• _Task prompt_
Pull every "anyhow" line out of the data below.

[Data records — start]

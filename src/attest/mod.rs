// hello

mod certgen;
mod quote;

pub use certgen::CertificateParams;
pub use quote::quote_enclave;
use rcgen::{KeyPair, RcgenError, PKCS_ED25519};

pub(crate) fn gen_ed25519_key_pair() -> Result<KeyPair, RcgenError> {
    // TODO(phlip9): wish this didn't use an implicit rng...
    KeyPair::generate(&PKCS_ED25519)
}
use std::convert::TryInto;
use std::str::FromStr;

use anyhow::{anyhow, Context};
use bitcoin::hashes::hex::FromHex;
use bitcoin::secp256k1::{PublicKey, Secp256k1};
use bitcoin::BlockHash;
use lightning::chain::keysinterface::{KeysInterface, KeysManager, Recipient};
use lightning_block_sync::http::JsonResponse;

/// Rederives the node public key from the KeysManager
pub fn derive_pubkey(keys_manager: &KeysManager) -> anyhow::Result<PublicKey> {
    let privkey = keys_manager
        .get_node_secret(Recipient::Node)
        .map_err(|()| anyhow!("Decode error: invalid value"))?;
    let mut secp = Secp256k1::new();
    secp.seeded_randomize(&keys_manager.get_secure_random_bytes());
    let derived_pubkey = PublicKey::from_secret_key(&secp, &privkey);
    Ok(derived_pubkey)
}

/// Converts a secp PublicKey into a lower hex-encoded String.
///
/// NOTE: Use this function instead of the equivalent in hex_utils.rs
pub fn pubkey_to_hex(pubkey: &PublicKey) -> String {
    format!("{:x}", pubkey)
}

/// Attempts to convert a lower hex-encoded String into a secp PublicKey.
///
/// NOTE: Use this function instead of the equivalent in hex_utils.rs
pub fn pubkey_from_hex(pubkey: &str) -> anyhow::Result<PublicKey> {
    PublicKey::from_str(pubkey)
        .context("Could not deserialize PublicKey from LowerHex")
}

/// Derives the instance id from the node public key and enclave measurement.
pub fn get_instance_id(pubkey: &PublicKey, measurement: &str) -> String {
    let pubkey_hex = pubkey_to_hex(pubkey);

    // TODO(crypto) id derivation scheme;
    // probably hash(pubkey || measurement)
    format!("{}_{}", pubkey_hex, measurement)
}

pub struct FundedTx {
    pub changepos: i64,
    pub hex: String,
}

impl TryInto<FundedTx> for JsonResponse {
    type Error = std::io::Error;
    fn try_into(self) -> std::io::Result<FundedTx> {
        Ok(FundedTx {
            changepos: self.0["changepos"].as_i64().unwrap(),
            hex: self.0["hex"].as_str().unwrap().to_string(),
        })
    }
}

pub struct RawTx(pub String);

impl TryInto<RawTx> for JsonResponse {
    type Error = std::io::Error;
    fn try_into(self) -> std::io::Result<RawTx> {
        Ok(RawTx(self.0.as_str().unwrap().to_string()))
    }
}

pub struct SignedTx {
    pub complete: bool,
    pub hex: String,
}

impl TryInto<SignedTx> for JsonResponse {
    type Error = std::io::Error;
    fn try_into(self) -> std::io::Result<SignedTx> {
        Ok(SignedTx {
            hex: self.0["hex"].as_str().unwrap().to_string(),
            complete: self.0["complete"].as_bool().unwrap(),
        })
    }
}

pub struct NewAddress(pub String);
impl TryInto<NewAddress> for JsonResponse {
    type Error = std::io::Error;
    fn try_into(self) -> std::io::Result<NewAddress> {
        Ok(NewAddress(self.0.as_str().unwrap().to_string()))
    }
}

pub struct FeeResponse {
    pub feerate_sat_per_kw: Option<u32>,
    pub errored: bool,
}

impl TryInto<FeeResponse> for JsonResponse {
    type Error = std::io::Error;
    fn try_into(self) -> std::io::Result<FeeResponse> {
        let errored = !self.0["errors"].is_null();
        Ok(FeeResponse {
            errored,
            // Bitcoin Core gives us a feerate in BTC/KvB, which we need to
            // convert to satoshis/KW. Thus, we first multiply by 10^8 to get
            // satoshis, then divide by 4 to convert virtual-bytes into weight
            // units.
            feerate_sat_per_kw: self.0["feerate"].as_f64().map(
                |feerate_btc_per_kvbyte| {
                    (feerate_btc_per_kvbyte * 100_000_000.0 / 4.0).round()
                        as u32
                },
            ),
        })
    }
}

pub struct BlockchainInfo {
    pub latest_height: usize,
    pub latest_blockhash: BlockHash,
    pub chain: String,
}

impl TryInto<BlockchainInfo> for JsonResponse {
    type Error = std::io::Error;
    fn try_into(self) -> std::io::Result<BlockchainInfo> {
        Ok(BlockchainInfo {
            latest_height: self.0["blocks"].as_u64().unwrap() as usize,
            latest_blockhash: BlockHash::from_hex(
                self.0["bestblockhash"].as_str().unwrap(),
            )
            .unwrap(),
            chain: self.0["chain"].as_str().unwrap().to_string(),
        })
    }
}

[Data records — finish]

• _Exercise solution_
use anyhow::{anyhow, Context};
pub fn derive_pubkey(keys_manager: &KeysManager) -> anyhow::Result<PublicKey> {
        .map_err(|()| anyhow!("Decode error: invalid value"))?;
pub fn pubkey_from_hex(pubkey: &str) -> anyhow::Result<PublicKey> {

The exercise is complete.